Database Vacuuming

A new era of mass storage devices

One of the main reasons for database vacuuming is storage, not only because of the capacity but also to extend the lifetime of the devices.

Hard disk drives (HDDs) have ruled the market for many years. Recently a new technology has emerged with solid-state drives (SSDs). Both of these technologies have seen a tremendous development with improvements in speed, reliability, capacity and price. As SSDs become cheaper, they have been replacing HDDs in many applications.

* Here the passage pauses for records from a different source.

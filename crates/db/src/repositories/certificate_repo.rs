//! Repository for the `ceu_certificates` table.

use interpret_core::ceu::certificate::{certificate_year, format_certificate_number, issuance_lock_key};
use interpret_core::ceu::{STATUS_ACTIVE, STATUS_REVOKED};
use interpret_core::types::{DbId, Timestamp};
use sqlx::PgPool;

use crate::models::certificate::{
    Certificate, CertificateExportRow, CertificateWithHolder, NewCertificate,
};

/// Column list for certificate queries.
const COLUMNS: &str = "id, certificate_number, user_id, module_id, evaluation_id, title, \
    description, learning_objectives, ceu_value, rid_category, rid_subcategory, \
    rid_activity_type, sponsor_number, completed_at, issued_at, assessment_score, status, \
    revoked_at, revocation_reason, rid_submitted_at";

/// Same columns qualified with the `c.` alias for joins.
const QUALIFIED_COLUMNS: &str = "c.id, c.certificate_number, c.user_id, c.module_id, \
    c.evaluation_id, c.title, c.description, c.learning_objectives, c.ceu_value, \
    c.rid_category, c.rid_subcategory, c.rid_activity_type, c.sponsor_number, c.completed_at, \
    c.issued_at, c.assessment_score, c.status, c.revoked_at, c.revocation_reason, \
    c.rid_submitted_at";

pub struct CertificateRepo;

impl CertificateRepo {
    /// Find a certificate by ID.
    pub async fn find_by_id(pool: &PgPool, id: DbId) -> Result<Option<Certificate>, sqlx::Error> {
        let query = format!("SELECT {COLUMNS} FROM ceu_certificates WHERE id = $1");
        sqlx::query_as::<_, Certificate>(&query)
            .bind(id)
            .fetch_optional(pool)
            .await
    }

    /// Find the certificate issued for an evaluation, if any.
    pub async fn find_by_evaluation(
        pool: &PgPool,
        evaluation_id: DbId,
    ) -> Result<Option<Certificate>, sqlx::Error> {
        let query = format!("SELECT {COLUMNS} FROM ceu_certificates WHERE evaluation_id = $1");
        sqlx::query_as::<_, Certificate>(&query)
            .bind(evaluation_id)
            .fetch_optional(pool)
            .await
    }

    /// Most recently issued certificate for a user and module.
    pub async fn find_latest_for_module(
        pool: &PgPool,
        user_id: DbId,
        module_id: DbId,
    ) -> Result<Option<Certificate>, sqlx::Error> {
        let query = format!(
            "SELECT {COLUMNS} FROM ceu_certificates
             WHERE user_id = $1 AND module_id = $2
             ORDER BY issued_at DESC
             LIMIT 1"
        );
        sqlx::query_as::<_, Certificate>(&query)
            .bind(user_id)
            .bind(module_id)
            .fetch_optional(pool)
            .await
    }

    /// All certificates held by a user, newest first.
    pub async fn list_for_user(pool: &PgPool, user_id: DbId) -> Result<Vec<Certificate>, sqlx::Error> {
        let query = format!(
            "SELECT {COLUMNS} FROM ceu_certificates
             WHERE user_id = $1
             ORDER BY issued_at DESC, id DESC"
        );
        sqlx::query_as::<_, Certificate>(&query)
            .bind(user_id)
            .fetch_all(pool)
            .await
    }

    /// Issue a certificate, or return the one already issued for the same
    /// evaluation.
    ///
    /// Issuance for one (user, module) pair is serialized with a
    /// transaction-scoped advisory lock, and `uq_ceu_certificates_evaluation`
    /// backs it up at the constraint level. The certificate number comes
    /// from `ceu_certificate_number_seq`. Returns the certificate and whether
    /// it was newly created.
    pub async fn issue(
        pool: &PgPool,
        input: &NewCertificate,
    ) -> Result<(Certificate, bool), sqlx::Error> {
        let mut tx = pool.begin().await?;

        sqlx::query("SELECT pg_advisory_xact_lock(hashtext($1))")
            .bind(issuance_lock_key(input.user_id, input.module_id))
            .execute(&mut *tx)
            .await?;

        let existing_query =
            format!("SELECT {COLUMNS} FROM ceu_certificates WHERE evaluation_id = $1");
        let existing = sqlx::query_as::<_, Certificate>(&existing_query)
            .bind(input.evaluation_id)
            .fetch_optional(&mut *tx)
            .await?;
        if let Some(existing) = existing {
            tx.commit().await?;
            return Ok((existing, false));
        }

        let (sequence,): (i64,) = sqlx::query_as("SELECT nextval('ceu_certificate_number_seq')")
            .fetch_one(&mut *tx)
            .await?;
        let certificate_number =
            format_certificate_number(certificate_year(input.issued_at), sequence);

        let insert = format!(
            "INSERT INTO ceu_certificates
                (certificate_number, user_id, module_id, evaluation_id, title, description,
                 learning_objectives, ceu_value, rid_category, rid_subcategory,
                 rid_activity_type, sponsor_number, completed_at, issued_at,
                 assessment_score, status)
             VALUES ($1, $2, $3, $4, $5, $6, $7, $8, $9, $10, $11, $12, $13, $14, $15, $16)
             RETURNING {COLUMNS}"
        );
        let certificate = sqlx::query_as::<_, Certificate>(&insert)
            .bind(&certificate_number)
            .bind(input.user_id)
            .bind(input.module_id)
            .bind(input.evaluation_id)
            .bind(&input.title)
            .bind(&input.description)
            .bind(&input.learning_objectives)
            .bind(input.ceu_value)
            .bind(&input.rid_category)
            .bind(&input.rid_subcategory)
            .bind(&input.rid_activity_type)
            .bind(&input.sponsor_number)
            .bind(input.completed_at)
            .bind(input.issued_at)
            .bind(input.assessment_score)
            .bind(STATUS_ACTIVE)
            .fetch_one(&mut *tx)
            .await?;

        tx.commit().await?;
        Ok((certificate, true))
    }

    /// Revoke an active certificate. Returns `None` when no active
    /// certificate has this ID.
    pub async fn revoke(
        pool: &PgPool,
        id: DbId,
        reason: Option<&str>,
    ) -> Result<Option<Certificate>, sqlx::Error> {
        let query = format!(
            "UPDATE ceu_certificates SET
                status = $2,
                revoked_at = now(),
                revocation_reason = $3
             WHERE id = $1 AND status = $4
             RETURNING {COLUMNS}"
        );
        sqlx::query_as::<_, Certificate>(&query)
            .bind(id)
            .bind(STATUS_REVOKED)
            .bind(reason)
            .bind(STATUS_ACTIVE)
            .fetch_optional(pool)
            .await
    }

    /// Certificate plus holder details for public verification.
    pub async fn find_with_holder(
        pool: &PgPool,
        id: DbId,
    ) -> Result<Option<CertificateWithHolder>, sqlx::Error> {
        let query = format!(
            "SELECT {QUALIFIED_COLUMNS},
                    COALESCE(p.full_name, '') AS holder_name,
                    p.rid_member_number AS holder_rid_member_number
             FROM ceu_certificates c
             LEFT JOIN profiles p ON p.id = c.user_id
             WHERE c.id = $1"
        );
        sqlx::query_as::<_, CertificateWithHolder>(&query)
            .bind(id)
            .fetch_optional(pool)
            .await
    }

    /// Active certificates issued within `[from, to]` (both inclusive),
    /// joined with holder profiles, oldest first.
    ///
    /// Loads the full window without pagination.
    pub async fn list_active_in_window(
        pool: &PgPool,
        from: Timestamp,
        to: Timestamp,
    ) -> Result<Vec<CertificateExportRow>, sqlx::Error> {
        sqlx::query_as::<_, CertificateExportRow>(
            "SELECT c.user_id,
                    COALESCE(p.full_name, '') AS full_name,
                    COALESCE(p.email, '') AS email,
                    p.rid_member_number,
                    c.title,
                    c.ceu_value,
                    c.rid_category,
                    c.rid_subcategory,
                    c.completed_at,
                    c.certificate_number,
                    c.sponsor_number,
                    c.assessment_score
             FROM ceu_certificates c
             LEFT JOIN profiles p ON p.id = c.user_id
             WHERE c.status = $1 AND c.issued_at >= $2 AND c.issued_at <= $3
             ORDER BY c.issued_at ASC, c.certificate_number ASC",
        )
        .bind(STATUS_ACTIVE)
        .bind(from)
        .bind(to)
        .fetch_all(pool)
        .await
    }
}
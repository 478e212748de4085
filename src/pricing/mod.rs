//! Tiered volume pricing

pub mod engine;
pub mod quantity;
pub mod format;

pub use engine::*;
pub use quantity::*;
pub use format::*;
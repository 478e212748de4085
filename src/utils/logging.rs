//! Logging setup and configuration
//!
//! The console shows this crate's events at `info` and everything else at
//! `warn`. The file layer writes one JSON object per event so order and
//! checkout events can be grepped by field. `RUST_LOG` replaces both defaults.

use anyhow::{Context, Result};
use std::sync::Arc;
use tracing_subscriber::{layer::SubscriberExt, util::SubscriberInitExt, EnvFilter};

pub const LOG_DIR: &str = "output/logs";
pub const LOG_FILE: &str = "timbro-checkout.log";
pub const DEFAULT_LOG_DIRECTIVES: &str = "warn,timbro_checkout=info";

pub struct LoggingGuard {
    pub _guard: tracing_appender::non_blocking::WorkerGuard,
}

/// Filter from an explicit directive string, or the crate default when the
/// string is missing or blank.
pub fn env_filter(directives: Option<&str>) -> Result<EnvFilter> {
    let directives = directives
        .map(str::trim)
        .filter(|d| !d.is_empty())
        .unwrap_or(DEFAULT_LOG_DIRECTIVES);

    EnvFilter::try_new(directives)
        .with_context(|| format!("Invalid log directives: {}", directives))
}

pub fn setup_logging() -> Result<Arc<LoggingGuard>> {
    let file_appender = tracing_appender::rolling::daily(LOG_DIR, LOG_FILE);
    let (non_blocking, guard) = tracing_appender::non_blocking(file_appender);

    let rust_log = std::env::var(EnvFilter::DEFAULT_ENV).ok();

    tracing_subscriber::registry()
        .with(
            tracing_subscriber::fmt::layer()
                .with_target(false)
                .with_ansi(true)
                .without_time()
        )
        .with(
            tracing_subscriber::fmt::layer()
                .with_writer(non_blocking)
                .with_ansi(false)
                .json()
                .with_current_span(false)
        )
        .with(env_filter(rust_log.as_deref())?)
        .init();

    Ok(Arc::new(LoggingGuard { _guard: guard }))
}

pub fn setup_output_directories() -> Result<()> {
    std::fs::create_dir_all(LOG_DIR)
        .with_context(|| format!("Failed to create {}", LOG_DIR))?;
    Ok(())
}
//! Logo upload checks and the simulated scan sequence

pub mod upload;
pub mod simulator;

pub use simulator::*;
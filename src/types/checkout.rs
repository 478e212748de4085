//! Order form and payment session types

use chrono::NaiveDate;
use serde::{Deserialize, Serialize};

pub const MAX_NAME_CHARS: usize = 100;
pub const MAX_EMAIL_CHARS: usize = 100;
pub const MAX_MESSAGE_CHARS: usize = 500;

/// Free-text fields of the order form, as typed by the customer. The
/// quantity is not part of it: checkout takes it from the current
/// `PricingResult` so it always matches the displayed total.
#[derive(Debug, Clone, Default, PartialEq, Eq, Serialize)]
pub struct OrderForm {
    pub name: String,
    pub email: String,
    pub date: Option<NaiveDate>,
    pub message: String,
}

/// Body returned by the payment-session endpoint. Both success and error
/// responses share this shape.
#[derive(Debug, Clone, Default, Deserialize)]
pub struct PaymentSessionResponse {
    #[serde(default)]
    pub message: Option<String>,
    #[serde(default)]
    pub checkout_url: Option<String>,
    #[serde(default)]
    pub session_id: Option<String>,
    #[serde(default)]
    pub error: Option<String>,
}

/// A created payment session the browser should be sent to.
#[derive(Debug, Clone, PartialEq, Eq, Serialize)]
pub struct CheckoutRedirect {
    pub checkout_url: String,
    pub session_id: Option<String>,
}
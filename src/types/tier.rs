//! Volume pricing tier types

use rust_decimal::Decimal;
use serde::{Deserialize, Serialize};

/// One volume-pricing bracket. Bounds are inclusive.
#[derive(Debug, Clone, PartialEq, Eq, Serialize, Deserialize)]
pub struct PriceTier {
    /// Identifier of the matching row on the pricing table.
    pub id: String,
    pub min_quantity: u32,
    pub max_quantity: u32,
    pub unit_price: Decimal,
}

impl PriceTier {
    pub fn new(id: impl Into<String>, min_quantity: u32, max_quantity: u32, unit_price: Decimal) -> Self {
        Self {
            id: id.into(),
            min_quantity,
            max_quantity,
            unit_price,
        }
    }

    pub fn contains(&self, quantity: u64) -> bool {
        quantity >= u64::from(self.min_quantity) && quantity <= u64::from(self.max_quantity)
    }
}
//! Upload and scan types

use chrono::{DateTime, Utc};
use serde::Serialize;
use std::fmt;
use std::path::PathBuf;

/// A logo picked by the user, as seen by the upload widget.
#[derive(Debug, Clone, PartialEq, Eq)]
pub struct LogoFile {
    pub name: String,
    pub size_bytes: u64,
    pub path: Option<PathBuf>,
}

/// Cosmetic complexity label shown once the scan completes.
#[derive(Debug, Clone, Copy, PartialEq, Eq, Serialize)]
pub enum Complexity {
    Low,
    Medium,
    High,
}

impl Complexity {
    pub const ALL: [Complexity; 3] = [Complexity::Low, Complexity::Medium, Complexity::High];

    pub fn label(&self) -> &'static str {
        match self {
            Complexity::Low => "BASSA (FAST)",
            Complexity::Medium => "MEDIA (STANDARD)",
            Complexity::High => "ALTA (PRECISION)",
        }
    }
}

impl fmt::Display for Complexity {
    fn fmt(&self, f: &mut fmt::Formatter<'_>) -> fmt::Result {
        f.write_str(self.label())
    }
}

/// Completion record of a scan. Holding one means the upload is ready for
/// checkout.
#[derive(Debug, Clone, Serialize)]
pub struct ScanReport {
    pub scan_id: String,
    pub file_name: String,
    pub complexity: Complexity,
    pub completed_at: DateTime<Utc>,
}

How HDDs work on a conceptual level is well understood by most developers but for SSDs there are a lot of misconceptions. We will therefore give a brief introduction to both technologies to set the scene for the following discussion.

Hard Disk Drives (HDDs)

HDDs store data on rotating magnetic platters using read/write heads mounted on robotic arms. Due to the use of moving parts, reads and writes on HDDs yield high latency compared to integrated circuits (ICs). Depending on the actual HDD model, the data may not be written immediately but instead stored in the controller to be written later. This approach will improve write performance at the cost of durability. To minimize the impact on durability, HDDs are often equipped with a large capacitor or a battery backup making it possible to write the data or store the data in volatile memory in the event of power outage

Because of how HDDs work, data is always read and written in units of pages. Modern HDDs have a page size of 4,096 bytes (or 4 KiB) and the actual layout of the data on the platter is not directly visible to the host.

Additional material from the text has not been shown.